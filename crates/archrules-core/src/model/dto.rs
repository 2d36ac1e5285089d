//! JSON deserialization types (DTO layer).
//!
//! These types mirror the document written by the structural-model provider.
//! They are converted to the immutable [`ClassGraph`](super::ClassGraph) by the
//! loader. The `with_*` builders exist so that tests and embedding tools can
//! assemble documents in code.

use serde::{Deserialize, Serialize};
use std::collections::BTreeMap;

use super::annotation::AnnotationValue;
use super::modifier::{AccessKind, ClassKind, Modifier};

/// Raw model document produced by the structural-model provider.
#[derive(Debug, Clone, Default, Serialize, Deserialize)]
pub struct ModelDocument {
    /// Library name → version of the analyzed classpath (e.g. `testcontainers = 2.0.2`).
    #[serde(default)]
    pub ecosystem: BTreeMap<String, String>,

    /// Packages carrying annotations (`package-info`).
    #[serde(default)]
    pub packages: Vec<PackageDto>,

    /// Imported classes.
    #[serde(default)]
    pub classes: Vec<ClassDto>,
}

impl ModelDocument {
    /// Creates an empty document.
    #[must_use]
    pub fn new() -> Self {
        Self::default()
    }

    /// Adds a class declaration.
    #[must_use]
    pub fn with_class(mut self, class: ClassDto) -> Self {
        self.classes.push(class);
        self
    }

    /// Adds an annotated package.
    #[must_use]
    pub fn with_package(mut self, package: PackageDto) -> Self {
        self.packages.push(package);
        self
    }

    /// Records the version of a library on the analyzed classpath.
    #[must_use]
    pub fn with_library(mut self, name: impl Into<String>, version: impl Into<String>) -> Self {
        self.ecosystem.insert(name.into(), version.into());
        self
    }

    /// Merges another document into this one.
    pub fn merge(&mut self, other: Self) {
        self.ecosystem.extend(other.ecosystem);
        self.packages.extend(other.packages);
        self.classes.extend(other.classes);
    }
}

/// Package annotations.
#[derive(Debug, Clone, Serialize, Deserialize)]
pub struct PackageDto {
    /// Fully qualified package name.
    pub name: String,
    /// Annotations declared in `package-info`.
    #[serde(default)]
    pub annotations: Vec<AnnotationDto>,
}

impl PackageDto {
    /// Creates a package entry.
    #[must_use]
    pub fn new(name: impl Into<String>) -> Self {
        Self {
            name: name.into(),
            annotations: Vec::new(),
        }
    }

    /// Adds an annotation.
    #[must_use]
    pub fn with_annotation(mut self, annotation: AnnotationDto) -> Self {
        self.annotations.push(annotation);
        self
    }
}

/// A class, interface, enum, annotation type or record.
#[derive(Debug, Clone, Serialize, Deserialize)]
pub struct ClassDto {
    /// Binary name, e.g. `com.acme.Outer$Inner`.
    pub name: String,
    /// Declaration kind.
    #[serde(default)]
    pub kind: ClassKind,
    /// Declared modifiers.
    #[serde(default)]
    pub modifiers: Vec<Modifier>,
    /// Direct superclass, absent for interfaces and `java.lang.Object`.
    #[serde(default)]
    pub superclass: Option<String>,
    /// Directly implemented (or extended, for interfaces) interfaces.
    #[serde(default)]
    pub interfaces: Vec<String>,
    /// Class-level annotations.
    #[serde(default)]
    pub annotations: Vec<AnnotationDto>,
    /// Source file name, e.g. `Outer.java`.
    #[serde(default)]
    pub source_file: Option<String>,
    /// Declared fields.
    #[serde(default)]
    pub fields: Vec<FieldDto>,
    /// Declared methods, constructors (`<init>`) and static initializers (`<clinit>`).
    #[serde(default)]
    pub methods: Vec<MethodDto>,
}

impl ClassDto {
    /// Creates a public class with no members.
    #[must_use]
    pub fn new(name: impl Into<String>) -> Self {
        Self {
            name: name.into(),
            kind: ClassKind::Class,
            modifiers: vec![Modifier::Public],
            superclass: None,
            interfaces: Vec::new(),
            annotations: Vec::new(),
            source_file: None,
            fields: Vec::new(),
            methods: Vec::new(),
        }
    }

    /// Sets the declaration kind.
    #[must_use]
    pub fn with_kind(mut self, kind: ClassKind) -> Self {
        self.kind = kind;
        self
    }

    /// Replaces the modifiers.
    #[must_use]
    pub fn with_modifiers(mut self, modifiers: impl IntoIterator<Item = Modifier>) -> Self {
        self.modifiers = modifiers.into_iter().collect();
        self
    }

    /// Sets the superclass.
    #[must_use]
    pub fn extending(mut self, superclass: impl Into<String>) -> Self {
        self.superclass = Some(superclass.into());
        self
    }

    /// Adds an implemented interface.
    #[must_use]
    pub fn implementing(mut self, interface: impl Into<String>) -> Self {
        self.interfaces.push(interface.into());
        self
    }

    /// Adds an annotation.
    #[must_use]
    pub fn with_annotation(mut self, annotation: AnnotationDto) -> Self {
        self.annotations.push(annotation);
        self
    }

    /// Adds a field.
    #[must_use]
    pub fn with_field(mut self, field: FieldDto) -> Self {
        self.fields.push(field);
        self
    }

    /// Adds a method or constructor.
    #[must_use]
    pub fn with_method(mut self, method: MethodDto) -> Self {
        self.methods.push(method);
        self
    }
}

/// A declared field.
#[derive(Debug, Clone, Serialize, Deserialize)]
pub struct FieldDto {
    /// Field name.
    pub name: String,
    /// Erased field type.
    #[serde(rename = "type")]
    pub type_name: String,
    /// Declared modifiers.
    #[serde(default)]
    pub modifiers: Vec<Modifier>,
    /// Field annotations.
    #[serde(default)]
    pub annotations: Vec<AnnotationDto>,
}

impl FieldDto {
    /// Creates a private field.
    #[must_use]
    pub fn new(name: impl Into<String>, type_name: impl Into<String>) -> Self {
        Self {
            name: name.into(),
            type_name: type_name.into(),
            modifiers: vec![Modifier::Private],
            annotations: Vec::new(),
        }
    }

    /// Replaces the modifiers.
    #[must_use]
    pub fn with_modifiers(mut self, modifiers: impl IntoIterator<Item = Modifier>) -> Self {
        self.modifiers = modifiers.into_iter().collect();
        self
    }

    /// Adds an annotation.
    #[must_use]
    pub fn with_annotation(mut self, annotation: AnnotationDto) -> Self {
        self.annotations.push(annotation);
        self
    }
}

/// A declared method, constructor or static initializer.
#[derive(Debug, Clone, Serialize, Deserialize)]
pub struct MethodDto {
    /// Method name; `<init>` for constructors, `<clinit>` for static initializers.
    pub name: String,
    /// Erased parameter types.
    #[serde(default)]
    pub parameters: Vec<String>,
    /// Erased return type.
    #[serde(default = "default_return_type")]
    pub return_type: String,
    /// Declared modifiers.
    #[serde(default)]
    pub modifiers: Vec<Modifier>,
    /// Method annotations.
    #[serde(default)]
    pub annotations: Vec<AnnotationDto>,
    /// Accesses made from the method body, in bytecode order.
    #[serde(default)]
    pub accesses: Vec<AccessDto>,
}

fn default_return_type() -> String {
    "void".to_string()
}

impl MethodDto {
    /// Creates a public no-arg method returning `void`.
    #[must_use]
    pub fn new(name: impl Into<String>) -> Self {
        Self {
            name: name.into(),
            parameters: Vec::new(),
            return_type: default_return_type(),
            modifiers: vec![Modifier::Public],
            annotations: Vec::new(),
            accesses: Vec::new(),
        }
    }

    /// Creates a public constructor.
    #[must_use]
    pub fn constructor() -> Self {
        Self::new(super::CONSTRUCTOR_NAME)
    }

    /// Sets the parameter types.
    #[must_use]
    pub fn with_parameters<I, S>(mut self, parameters: I) -> Self
    where
        I: IntoIterator<Item = S>,
        S: Into<String>,
    {
        self.parameters = parameters.into_iter().map(Into::into).collect();
        self
    }

    /// Sets the return type.
    #[must_use]
    pub fn returning(mut self, return_type: impl Into<String>) -> Self {
        self.return_type = return_type.into();
        self
    }

    /// Replaces the modifiers.
    #[must_use]
    pub fn with_modifiers(mut self, modifiers: impl IntoIterator<Item = Modifier>) -> Self {
        self.modifiers = modifiers.into_iter().collect();
        self
    }

    /// Adds an annotation.
    #[must_use]
    pub fn with_annotation(mut self, annotation: AnnotationDto) -> Self {
        self.annotations.push(annotation);
        self
    }

    /// Adds an access made from the body.
    #[must_use]
    pub fn with_access(mut self, access: AccessDto) -> Self {
        self.accesses.push(access);
        self
    }
}

/// A field access, method call or constructor call made from a method body.
#[derive(Debug, Clone, Serialize, Deserialize)]
pub struct AccessDto {
    /// Access kind.
    pub kind: AccessKind,
    /// Class declaring (or inheriting) the accessed member.
    pub owner: String,
    /// Name of the accessed member; `<init>` for constructors.
    pub name: String,
    /// Erased parameter types of the accessed method or constructor.
    #[serde(default)]
    pub parameters: Vec<String>,
    /// Field type or return type of the target, when known.
    #[serde(rename = "type", default)]
    pub type_name: Option<String>,
    /// Source line of the access.
    #[serde(default)]
    pub line: u32,
}

impl AccessDto {
    /// Creates an access of the given kind.
    #[must_use]
    pub fn new(kind: AccessKind, owner: impl Into<String>, name: impl Into<String>) -> Self {
        Self {
            kind,
            owner: owner.into(),
            name: name.into(),
            parameters: Vec::new(),
            type_name: None,
            line: 0,
        }
    }

    /// A method call.
    #[must_use]
    pub fn call(owner: impl Into<String>, name: impl Into<String>) -> Self {
        Self::new(AccessKind::MethodCall, owner, name)
    }

    /// A constructor call.
    #[must_use]
    pub fn construct(owner: impl Into<String>) -> Self {
        Self::new(AccessKind::ConstructorCall, owner, super::CONSTRUCTOR_NAME)
    }

    /// A field read.
    #[must_use]
    pub fn get_field(owner: impl Into<String>, name: impl Into<String>) -> Self {
        Self::new(AccessKind::FieldGet, owner, name)
    }

    /// Sets the parameter types of the target.
    #[must_use]
    pub fn with_parameters<I, S>(mut self, parameters: I) -> Self
    where
        I: IntoIterator<Item = S>,
        S: Into<String>,
    {
        self.parameters = parameters.into_iter().map(Into::into).collect();
        self
    }

    /// Sets the field type or return type of the target.
    #[must_use]
    pub fn with_type(mut self, type_name: impl Into<String>) -> Self {
        self.type_name = Some(type_name.into());
        self
    }

    /// Sets the source line.
    #[must_use]
    pub fn at_line(mut self, line: u32) -> Self {
        self.line = line;
        self
    }
}

/// An annotation instance.
#[derive(Debug, Clone, Serialize, Deserialize)]
pub struct AnnotationDto {
    /// Annotation type name.
    #[serde(rename = "type")]
    pub type_name: String,
    /// Explicit attribute values.
    #[serde(default)]
    pub values: BTreeMap<String, AnnotationValue>,
}

impl AnnotationDto {
    /// Creates an annotation without attributes.
    #[must_use]
    pub fn new(type_name: impl Into<String>) -> Self {
        Self {
            type_name: type_name.into(),
            values: BTreeMap::new(),
        }
    }

    /// Sets an attribute value.
    #[must_use]
    pub fn with_value(mut self, name: impl Into<String>, value: impl Into<AnnotationValue>) -> Self {
        self.values.insert(name.into(), value.into());
        self
    }
}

> **Problem requirements**
Repeat exactly the lines of the data from the first one through the line with "documents in code.", both of them included.

> **Answer box**
filename crates/archrules-core/src/model/dto.rs
repository 2d36ac1e5285089d
//! JSON deserialization types (DTO layer).
//!
//! These types mirror the document written by the structural-model provider.
//! They are converted to the immutable [`ClassGraph`](super::ClassGraph) by the
//! loader. The `with_*` builders exist so that tests and embedding tools can
//! assemble documents in code.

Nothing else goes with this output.